§ Work instruction: Each line of the listing that includes the string "geocoding" is to be identified and copied.

*-*-*

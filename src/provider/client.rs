//! HTTP transport and per-provider clients
//!
//! One shared transport (connection pool, timeout, request-rate
//! ceiling) behind thin per-provider clients that know their
//! endpoint and how to carry the API key: PTV authenticates with a
//! request header, Google and Bing with a query parameter.

use async_trait::async_trait;
use governor::{
    clock::DefaultClock,
    state::{InMemoryState, NotKeyed},
    Quota, RateLimiter,
};
use std::num::NonZeroU32;
use std::sync::Arc;
use std::time::Duration;

use crate::config::HttpConfig;
use crate::error::FetchError;

/// One HTTP exchange with a provider: flat query in, raw body out.
///
/// A non-success status is a [`FetchError`], never a body.
#[async_trait]
pub trait ProviderClient: Send + Sync {
    async fn request(&self, params: &[(String, String)]) -> Result<String, FetchError>;
}

/// Shared HTTP client with a requests-per-second ceiling.
pub struct HttpTransport {
    client: reqwest::Client,
    rate_limiter: RateLimiter<NotKeyed, InMemoryState, DefaultClock>,
}

impl HttpTransport {
    pub fn new(config: &HttpConfig) -> Result<Self, FetchError> {
        let client = reqwest::Client::builder()
            .user_agent(&config.user_agent)
            .timeout(Duration::from_secs(config.request_timeout_secs))
            .gzip(true)
            .build()?;

        let rate = NonZeroU32::new(config.rate_limit).unwrap_or(NonZeroU32::MIN);
        let rate_limiter = RateLimiter::direct(Quota::per_second(rate));

        Ok(Self {
            client,
            rate_limiter,
        })
    }

    /// GET `url` with the given headers and query parameters.
    pub async fn get(
        &self,
        url: &str,
        headers: &[(&str, &str)],
        params: &[(String, String)],
    ) -> Result<String, FetchError> {
        self.rate_limiter.until_ready().await;

        tracing::debug!(url = %url, "Querying provider endpoint");

        let mut request = self.client.get(url).query(params);
        for (name, value) in headers {
            request = request.header(*name, *value);
        }

        let response = request.send().await.map_err(|e| {
            if e.is_timeout() {
                FetchError::Timeout
            } else {
                FetchError::Http(e)
            }
        })?;

        let status = response.status();
        if !status.is_success() {
            return Err(FetchError::ServerError(status.as_u16()));
        }

        Ok(response.text().await?)
    }
}

/// PTV geocoding client; API key travels in the `apiKey` header.
pub struct PtvClient {
    transport: Arc<HttpTransport>,
    endpoint: String,
    api_key: String,
}

impl PtvClient {
    pub const BASE_URL: &'static str = "https://api.myptv.com/geocoding/v1/locations/by-text";
    const API_KEY_HEADER: &'static str = "apiKey";

    pub fn new(transport: Arc<HttpTransport>, api_key: &str) -> Self {
        Self::with_endpoint(transport, api_key, Self::BASE_URL)
    }

    /// Custom endpoint, for tests against a mock server.
    pub fn with_endpoint(transport: Arc<HttpTransport>, api_key: &str, endpoint: &str) -> Self {
        Self {
            transport,
            endpoint: endpoint.to_string(),
            api_key: api_key.to_string(),
        }
    }
}

#[async_trait]
impl ProviderClient for PtvClient {
    async fn request(&self, params: &[(String, String)]) -> Result<String, FetchError> {
        self.transport
            .get(
                &self.endpoint,
                &[(Self::API_KEY_HEADER, self.api_key.as_str())],
                params,
            )
            .await
    }
}

/// Google Maps geocoding client; API key travels as the `key`
/// query parameter.
pub struct GoogleClient {
    transport: Arc<HttpTransport>,
    endpoint: String,
    api_key: String,
}

impl GoogleClient {
    pub const BASE_URL: &'static str = "https://maps.googleapis.com/maps/api/geocode/json";
    const API_KEY_FIELD: &'static str = "key";

    pub fn new(transport: Arc<HttpTransport>, api_key: &str) -> Self {
        Self::with_endpoint(transport, api_key, Self::BASE_URL)
    }

    /// Custom endpoint, for tests against a mock server.
    pub fn with_endpoint(transport: Arc<HttpTransport>, api_key: &str, endpoint: &str) -> Self {
        Self {
            transport,
            endpoint: endpoint.to_string(),
            api_key: api_key.to_string(),
        }
    }
}

#[async_trait]
impl ProviderClient for GoogleClient {
    async fn request(&self, params: &[(String, String)]) -> Result<String, FetchError> {
        let mut query = params.to_vec();
        query.push((Self::API_KEY_FIELD.to_string(), self.api_key.clone()));
        self.transport.get(&self.endpoint, &[], &query).await
    }
}

/// Bing Maps locations client; API key travels as the `key`
/// query parameter.
pub struct BingClient {
    transport: Arc<HttpTransport>,
    endpoint: String,
    api_key: String,
}

impl BingClient {
    pub const BASE_URL: &'static str = "http://dev.virtualearth.net/REST/v1/Locations";
    const API_KEY_FIELD: &'static str = "key";

    pub fn new(transport: Arc<HttpTransport>, api_key: &str) -> Self {
        Self::with_endpoint(transport, api_key, Self::BASE_URL)
    }

    /// Custom endpoint, for tests against a mock server.
    pub fn with_endpoint(transport: Arc<HttpTransport>, api_key: &str, endpoint: &str) -> Self {
        Self {
            transport,
            endpoint: endpoint.to_string(),
            api_key: api_key.to_string(),
        }
    }
}

#[async_trait]
impl ProviderClient for BingClient {
    async fn request(&self, params: &[(String, String)]) -> Result<String, FetchError> {
        let mut query = params.to_vec();
        query.push((Self::API_KEY_FIELD.to_string(), self.api_key.clone()));
        self.transport.get(&self.endpoint, &[], &query).await
    }
}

*-*-*

§ Expected answer:
/// PTV geocoding client; API key travels in the `apiKey` header.
    pub const BASE_URL: &'static str = "https://api.myptv.com/geocoding/v1/locations/by-text";
/// Google Maps geocoding client; API key travels as the `key`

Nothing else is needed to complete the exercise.